Stored data
use appearance_common::ParamId;
use appearance_params::ParamRegistry;
use glam::Vec4;
use serde::{Deserialize, Serialize};

/// How a color param combines with the color accumulated so far.
#[derive(Debug, Clone, Copy, PartialEq, Eq, Serialize, Deserialize)]
#[serde(rename_all = "snake_case")]
pub enum ColorOperation {
    Add,
    Multiply,
    Blend,
}

/// A visual param whose weight selects a color along a gradient of stops.
#[derive(Debug, Clone, PartialEq, Serialize, Deserialize)]
pub struct ColorParam {
    pub param: ParamId,
    pub operation: ColorOperation,
    pub colors: Vec<Vec4>,
}

impl ColorParam {
    pub fn new(param: ParamId, operation: ColorOperation, colors: Vec<Vec4>) -> Self {
        Self {
            param,
            operation,
            colors,
        }
    }

    /// Color at normalized weight `w`. A single stop is scaled by the weight.
    pub fn color_at(&self, w: f32) -> Vec4 {
        let w = w.clamp(0.0, 1.0);
        match self.colors.as_slice() {
            [] => Vec4::ZERO,
            [only] => *only * w,
            stops => {
                let scaled = w * (stops.len() - 1) as f32;
                let index = (scaled.floor() as usize).min(stops.len() - 2);
                let t = scaled - index as f32;
                stops[index].lerp(stops[index + 1], t)
            }
        }
    }

    /// Combine this param's color into `base`.
    pub fn apply(&self, base: Vec4, w: f32) -> Vec4 {
        let color = self.color_at(w);
        match self.operation {
            ColorOperation::Add => base + color,
            ColorOperation::Multiply => base * color,
            ColorOperation::Blend => base.lerp(color, w.clamp(0.0, 1.0)),
        }
    }
}

/// Normalized weight of `id`, or zero when it is not registered.
pub(crate) fn normalized_weight(params: &ParamRegistry, id: ParamId) -> f32 {
    params
        .visual(id)
        .map(|p| p.normalized_weight())
        .unwrap_or(0.0)
}

/// Fold `color_params` over `base` in declaration order.
pub fn combine(params: &ParamRegistry, base: Vec4, color_params: &[ColorParam]) -> Vec4 {
    color_params.iter().fold(base, |acc, cp| {
        cp.apply(acc, normalized_weight(params, cp.param))
    })
}

/// Named color shared between layers (skin, hair, eyes).
#[derive(Debug, Clone, PartialEq, Serialize, Deserialize)]
pub struct GlobalColor {
    pub name: String,
    pub params: Vec<ColorParam>,
}

impl GlobalColor {
    pub fn new(name: impl Into<String>, params: Vec<ColorParam>) -> Self {
        Self {
            name: name.into(),
            params,
        }
    }

    /// Params combined starting from transparent black.
    pub fn evaluate(&self, params: &ParamRegistry) -> Vec4 {
        combine(params, Vec4::ZERO, &self.params)
    }

    pub fn depends_on(&self, id: ParamId) -> bool {
        self.params.iter().any(|p| p.param == id)
    }
}
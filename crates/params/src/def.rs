use appearance_common::ParamId;
use serde::{Deserialize, Serialize};

use crate::driver::{Breakpoints, DrivenEntry};
use crate::registry::{LinkReport, ParamError, ParamRegistry};
use crate::visual::{MorphDistortion, VisualParam};

/// Serializable link from a driver to one target. Omitted breakpoints mean a
/// plain ramp across the driver's range.
#[derive(Debug, Clone, PartialEq, Serialize, Deserialize)]
pub struct DrivenLinkDef {
    pub target: ParamId,
    #[serde(default)]
    pub breakpoints: Option<Breakpoints>,
}

/// Serializable parameter definition. A definition with links is a driver.
#[derive(Debug, Clone, PartialEq, Serialize, Deserialize)]
pub struct ParamDef {
    pub id: ParamId,
    pub name: String,
    pub min: f32,
    pub max: f32,
    #[serde(default)]
    pub default: f32,
    #[serde(default, skip_serializing_if = "Vec::is_empty")]
    pub drives: Vec<DrivenLinkDef>,
    #[serde(default, skip_serializing_if = "Option::is_none")]
    pub distortion: Option<MorphDistortion>,
}

impl ParamDef {
    pub fn new(id: u32, name: impl Into<String>, min: f32, max: f32, default: f32) -> Self {
        Self {
            id: ParamId(id),
            name: name.into(),
            min,
            max,
            default,
            drives: Vec::new(),
            distortion: None,
        }
    }

    pub fn driving(mut self, target: u32, breakpoints: Option<Breakpoints>) -> Self {
        self.drives.push(DrivenLinkDef {
            target: ParamId(target),
            breakpoints,
        });
        self
    }

    pub fn is_driver(&self) -> bool {
        !self.drives.is_empty()
    }

    fn to_param(&self) -> Result<VisualParam, ParamError> {
        let param = VisualParam::new(self.id, self.name.clone(), self.min, self.max, self.default)
            .ok_or(ParamError::InvalidRange {
                id: self.id,
                min: self.min,
                max: self.max,
            })?;
        Ok(match &self.distortion {
            Some(d) => param.with_distortion(d.clone()),
            None => param,
        })
    }
}

impl ParamRegistry {
    /// Build a registry from definitions and resolve every driver link.
    pub fn from_defs(defs: &[ParamDef]) -> Result<(Self, LinkReport), ParamError> {
        let mut registry = Self::new();
        registry.extend_from_defs(defs)?;
        let report = registry.link_drivers();
        Ok((registry, report))
    }

    /// Register definitions without resolving links.
    pub fn extend_from_defs(&mut self, defs: &[ParamDef]) -> Result<(), ParamError> {
        for def in defs {
            let param = def.to_param()?;
            if def.is_driver() {
                let range = param.range();
                let links: Vec<DrivenEntry> = def
                    .drives
                    .iter()
                    .map(|link| DrivenEntry {
                        target: link.target,
                        breakpoints: link
                            .breakpoints
                            .unwrap_or_else(|| Breakpoints::full_range(range)),
                    })
                    .collect();
                self.add_driver(param, links)?;
            } else {
                self.add_visual(param)?;
            }
        }
        Ok(())
    }
}
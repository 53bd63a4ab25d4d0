//! Content-addressable file storage.
//!
//! Blobs are stored under a path derived from a digest of their contents,
//! split into fixed-width shard directories. Identical content always lands
//! at the same path and is stored once.
//!
//! # Quick Start
//!
//! ```rust,no_run
//! use hashfs::{HashFs, HashFsConfig, UrlBuilder};
//!
//! let config = HashFsConfig::new("/srv/uploads")
//!     .with_depth(2)
//!     .with_width(1)
//!     .with_path_prefix("/uploads");
//! let store = HashFs::new(config.clone()).unwrap();
//!
//! // Store content (any `Read`, a file path, or bytes)
//! let address = store.put_bytes(b"Hello, World!", Some(".txt")).unwrap();
//! println!("Stored {} at {}", address.id, address.relpath);
//!
//! // Look it up by id, relative path, or absolute path
//! assert_eq!(store.get(&address.id).unwrap(), Some(address.clone()));
//! assert_eq!(store.get(&address.abspath).unwrap(), Some(address.clone()));
//!
//! // Public URL
//! let urls = UrlBuilder::new(&config).unwrap();
//! println!("{}", urls.url_for(&address.relpath));
//!
//! // Remove it, and any shard directories left empty
//! store.delete(&address.id).unwrap();
//! ```
//!
//! # Configuration
//!
//! [`HashFsConfig`] is built explicitly, loaded from a TOML file, or read
//! from `HASHFS_*` environment variables. It is validated once when the
//! store or URL builder is constructed.
//!
//! # Concurrency
//!
//! All operations are safe to call from many threads or processes against the
//! same root. Content is write-once and appears only through atomic renames;
//! there is no locking.

pub mod address;
pub mod config;
pub mod digest;
pub mod error;
mod staging;
pub mod store;
pub mod url;

// Re-exports for convenience
pub use address::{Address, AddressResolver, CandidateKind};
pub use config::HashFsConfig;
pub use digest::{Algorithm, HashingWriter, Hasher};
pub use error::{HashFsError, Result};
pub use store::{ContentStore, HashFs};
pub use url::UrlBuilder;
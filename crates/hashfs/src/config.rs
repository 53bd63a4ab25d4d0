//! Store configuration with environment variable and file-based loading.
//!
//! Environment variables:
//! - `HASHFS_ROOT_FOLDER`: Root folder to save files (required)
//! - `HASHFS_DEPTH`: Number of nested shard folders (default 4)
//! - `HASHFS_WIDTH`: Hex characters per shard folder (default 1)
//! - `HASHFS_ALGORITHM`: Digest algorithm (default `sha256`)
//! - `HASHFS_HOST`: Host for generated URLs (default none, relative URLs)
//! - `HASHFS_PATH_PREFIX`: URL path prefix (default empty)

use std::env;
use std::path::{Path, PathBuf};

use serde::{Deserialize, Serialize};

use crate::digest::Algorithm;
use crate::error::{HashFsError, IoContext, Result};

pub const DEFAULT_DEPTH: usize = 4;
pub const DEFAULT_WIDTH: usize = 1;

/// Immutable configuration shared by [`HashFs`](crate::HashFs) and
/// [`UrlBuilder`](crate::UrlBuilder).
#[derive(Debug, Clone, PartialEq, Eq, Serialize, Deserialize)]
pub struct HashFsConfig {
    /// Base directory for all stored content.
    pub root: PathBuf,

    /// Digest function used for addressing.
    #[serde(default)]
    pub algorithm: Algorithm,

    /// Number of shard-directory levels.
    #[serde(default = "default_depth")]
    pub depth: usize,

    /// Hex characters consumed per shard level.
    #[serde(default = "default_width")]
    pub width: usize,

    /// URL host/scheme for generated URLs. `None` produces host-relative URLs.
    #[serde(default)]
    pub host: Option<String>,

    /// URL path segment prepended before the relative path.
    #[serde(default)]
    pub path_prefix: String,
}

fn default_depth() -> usize {
    DEFAULT_DEPTH
}

fn default_width() -> usize {
    DEFAULT_WIDTH
}

impl HashFsConfig {
    /// Create a config rooted at `root` with default sharding and no URL host.
    pub fn new(root: impl Into<PathBuf>) -> Self {
        Self {
            root: root.into(),
            algorithm: Algorithm::default(),
            depth: DEFAULT_DEPTH,
            width: DEFAULT_WIDTH,
            host: None,
            path_prefix: String::new(),
        }
    }

    pub fn with_algorithm(mut self, algorithm: Algorithm) -> Self {
        self.algorithm = algorithm;
        self
    }

    pub fn with_depth(mut self, depth: usize) -> Self {
        self.depth = depth;
        self
    }

    pub fn with_width(mut self, width: usize) -> Self {
        self.width = width;
        self
    }

    pub fn with_host(mut self, host: impl Into<String>) -> Self {
        self.host = Some(host.into());
        self
    }

    pub fn with_path_prefix(mut self, prefix: impl Into<String>) -> Self {
        self.path_prefix = prefix.into();
        self
    }

    /// Check every constraint the store and URL builder rely on.
    ///
    /// `depth * width` must be strictly less than the digest's hex length.
    /// Equal is rejected too: the shards would consume the whole digest and
    /// leave no file name.
    pub fn validate(&self) -> Result<()> {
        if self.root.as_os_str().is_empty() {
            return Err(HashFsError::config("root must be set"));
        }
        if self.width == 0 {
            return Err(HashFsError::config("width must be at least 1"));
        }

        let hex_len = self.algorithm.hex_len();
        let sharded = self.depth.checked_mul(self.width).unwrap_or(usize::MAX);
        if sharded >= hex_len {
            return Err(HashFsError::config(format!(
                "depth * width ({} * {}) must be less than the {} digest length of {} hex characters",
                self.depth, self.width, self.algorithm, hex_len
            )));
        }

        if !self.path_prefix.is_empty() && !self.path_prefix.starts_with('/') {
            return Err(HashFsError::config(format!(
                "path_prefix must start with a leading slash, got {:?}",
                self.path_prefix
            )));
        }

        Ok(())
    }

    /// Load configuration from `HASHFS_*` environment variables.
    pub fn from_env() -> Result<Self> {
        Self::from_vars(|var| env::var(var).ok(), None)
    }

    /// Like [`from_env`](Self::from_env), but `root` (when given) replaces
    /// `HASHFS_ROOT_FOLDER`, which then need not be set. Every other
    /// variable still applies, and malformed values are still errors.
    pub fn from_env_with_root(root: Option<PathBuf>) -> Result<Self> {
        Self::from_vars(|var| env::var(var).ok(), root)
    }

    fn from_vars(lookup: impl Fn(&str) -> Option<String>, root: Option<PathBuf>) -> Result<Self> {
        let root = match root {
            Some(root) => root,
            None => lookup("HASHFS_ROOT_FOLDER")
                .filter(|v| !v.is_empty())
                .map(PathBuf::from)
                .ok_or_else(|| HashFsError::config("HASHFS_ROOT_FOLDER must be set"))?,
        };

        let mut config = Self::new(root);

        if let Some(alg) = lookup("HASHFS_ALGORITHM") {
            config.algorithm = alg.parse()?;
        }
        if let Some(depth) = lookup("HASHFS_DEPTH") {
            config.depth = parse_usize("HASHFS_DEPTH", &depth)?;
        }
        if let Some(width) = lookup("HASHFS_WIDTH") {
            config.width = parse_usize("HASHFS_WIDTH", &width)?;
        }
        config.host = lookup("HASHFS_HOST").filter(|v| !v.is_empty());
        if let Some(prefix) = lookup("HASHFS_PATH_PREFIX") {
            config.path_prefix = prefix;
        }

        Ok(config)
    }

    /// Load configuration from a TOML file, falling back to environment.
    ///
    /// The file should contain a `[hashfs]` section:
    /// ```toml
    /// [hashfs]
    /// root = "/srv/uploads"
    /// algorithm = "sha256"
    /// depth = 2
    /// width = 2
    /// path_prefix = "/uploads"
    /// ```
    pub fn from_file(path: &Path) -> Result<Self> {
        let contents = std::fs::read_to_string(path)
            .with_io_context(|| format!("failed to read config file: {}", path.display()))?;

        let table: toml::Table = contents.parse().map_err(|e| {
            HashFsError::config(format!("failed to parse TOML {}: {e}", path.display()))
        })?;

        match table.get("hashfs") {
            Some(section) => section
                .clone()
                .try_into()
                .map_err(|e| HashFsError::config(format!("failed to parse [hashfs] section: {e}"))),
            None => Self::from_env(),
        }
    }

    /// Per-user config file location (`~/.config/hashfs/config.toml` on Linux).
    pub fn default_config_file() -> Option<PathBuf> {
        directories::ProjectDirs::from("", "", "hashfs")
            .map(|dirs| dirs.config_dir().join("config.toml"))
    }
}

fn parse_usize(var: &str, value: &str) -> Result<usize> {
    value
        .trim()
        .parse()
        .map_err(|_| HashFsError::config(format!("{var} must be a non-negative integer, got {value:?}")))
}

▸ INSTRUCTIONS FOR THE TASK: Find the lines in the data that include "filename", then copy each of them.

▸ TASK ANSWER:
filename crates/params/src/def.rs
filename crates/hashfs/src/config.rs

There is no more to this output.